◆ **ABOUT THIS TASK**: Read the data, and whenever a line holds the word "angle", report that line.

◆ **Stored items**:
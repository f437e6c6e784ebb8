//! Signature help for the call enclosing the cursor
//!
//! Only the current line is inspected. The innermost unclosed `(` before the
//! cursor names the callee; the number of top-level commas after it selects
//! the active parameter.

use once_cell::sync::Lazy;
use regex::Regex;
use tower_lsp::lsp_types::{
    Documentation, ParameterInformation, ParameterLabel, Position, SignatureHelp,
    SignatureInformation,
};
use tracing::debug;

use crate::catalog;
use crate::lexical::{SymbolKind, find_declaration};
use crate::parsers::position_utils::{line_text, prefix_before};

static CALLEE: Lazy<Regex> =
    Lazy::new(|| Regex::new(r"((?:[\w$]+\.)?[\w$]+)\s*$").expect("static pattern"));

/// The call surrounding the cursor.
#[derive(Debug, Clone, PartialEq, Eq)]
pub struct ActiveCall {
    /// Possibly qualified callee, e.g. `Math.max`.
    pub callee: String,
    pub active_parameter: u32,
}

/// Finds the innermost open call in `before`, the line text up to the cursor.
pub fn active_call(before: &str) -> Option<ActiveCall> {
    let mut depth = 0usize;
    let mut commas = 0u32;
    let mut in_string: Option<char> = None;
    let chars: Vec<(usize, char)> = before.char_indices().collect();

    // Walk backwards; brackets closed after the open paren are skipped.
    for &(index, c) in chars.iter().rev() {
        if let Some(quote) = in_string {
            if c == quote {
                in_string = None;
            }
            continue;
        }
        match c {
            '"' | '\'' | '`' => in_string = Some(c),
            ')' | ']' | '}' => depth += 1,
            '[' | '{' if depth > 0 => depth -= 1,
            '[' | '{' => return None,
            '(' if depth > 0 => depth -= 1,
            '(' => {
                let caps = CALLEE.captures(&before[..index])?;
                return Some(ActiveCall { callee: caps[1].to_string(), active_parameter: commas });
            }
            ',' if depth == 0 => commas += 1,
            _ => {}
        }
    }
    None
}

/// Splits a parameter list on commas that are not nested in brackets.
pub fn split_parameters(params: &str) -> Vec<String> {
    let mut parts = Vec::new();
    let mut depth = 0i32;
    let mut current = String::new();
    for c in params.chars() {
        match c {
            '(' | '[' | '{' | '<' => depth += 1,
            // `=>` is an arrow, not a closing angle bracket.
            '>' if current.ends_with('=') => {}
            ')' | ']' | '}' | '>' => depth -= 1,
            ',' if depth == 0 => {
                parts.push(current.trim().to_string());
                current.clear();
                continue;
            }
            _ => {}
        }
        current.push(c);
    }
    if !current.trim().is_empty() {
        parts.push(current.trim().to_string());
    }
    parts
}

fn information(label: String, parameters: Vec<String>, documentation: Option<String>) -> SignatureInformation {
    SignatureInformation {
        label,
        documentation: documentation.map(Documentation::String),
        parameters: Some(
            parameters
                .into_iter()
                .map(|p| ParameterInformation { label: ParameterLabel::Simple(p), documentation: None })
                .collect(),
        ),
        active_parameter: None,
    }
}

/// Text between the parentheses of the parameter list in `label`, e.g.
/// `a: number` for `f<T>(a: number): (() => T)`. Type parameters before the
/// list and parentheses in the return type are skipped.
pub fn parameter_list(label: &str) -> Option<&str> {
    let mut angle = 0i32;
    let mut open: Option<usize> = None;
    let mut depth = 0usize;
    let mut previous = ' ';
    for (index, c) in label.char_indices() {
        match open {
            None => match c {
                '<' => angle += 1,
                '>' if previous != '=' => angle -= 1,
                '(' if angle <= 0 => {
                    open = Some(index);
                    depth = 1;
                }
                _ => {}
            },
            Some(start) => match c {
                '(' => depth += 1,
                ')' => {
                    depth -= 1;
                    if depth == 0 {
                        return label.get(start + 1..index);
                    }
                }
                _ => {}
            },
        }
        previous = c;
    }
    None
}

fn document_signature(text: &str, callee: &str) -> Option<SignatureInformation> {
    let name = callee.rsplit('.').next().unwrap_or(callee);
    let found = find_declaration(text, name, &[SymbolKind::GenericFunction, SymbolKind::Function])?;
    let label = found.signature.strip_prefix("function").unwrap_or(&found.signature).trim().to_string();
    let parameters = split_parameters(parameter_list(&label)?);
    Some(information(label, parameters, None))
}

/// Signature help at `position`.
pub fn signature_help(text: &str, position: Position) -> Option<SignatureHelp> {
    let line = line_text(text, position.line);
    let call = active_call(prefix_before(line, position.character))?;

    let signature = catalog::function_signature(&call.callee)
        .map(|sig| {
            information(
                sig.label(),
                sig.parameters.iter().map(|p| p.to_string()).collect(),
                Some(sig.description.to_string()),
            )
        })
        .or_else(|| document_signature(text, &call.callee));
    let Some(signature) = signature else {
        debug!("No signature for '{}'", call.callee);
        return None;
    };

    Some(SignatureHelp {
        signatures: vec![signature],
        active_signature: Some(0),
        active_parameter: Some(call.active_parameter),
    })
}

◆ **EXERCISE ANSWER**:
            // `=>` is an arrow, not a closing angle bracket.
    let mut angle = 0i32;
                '<' => angle += 1,
                '>' if previous != '=' => angle -= 1,
                '(' if angle <= 0 => {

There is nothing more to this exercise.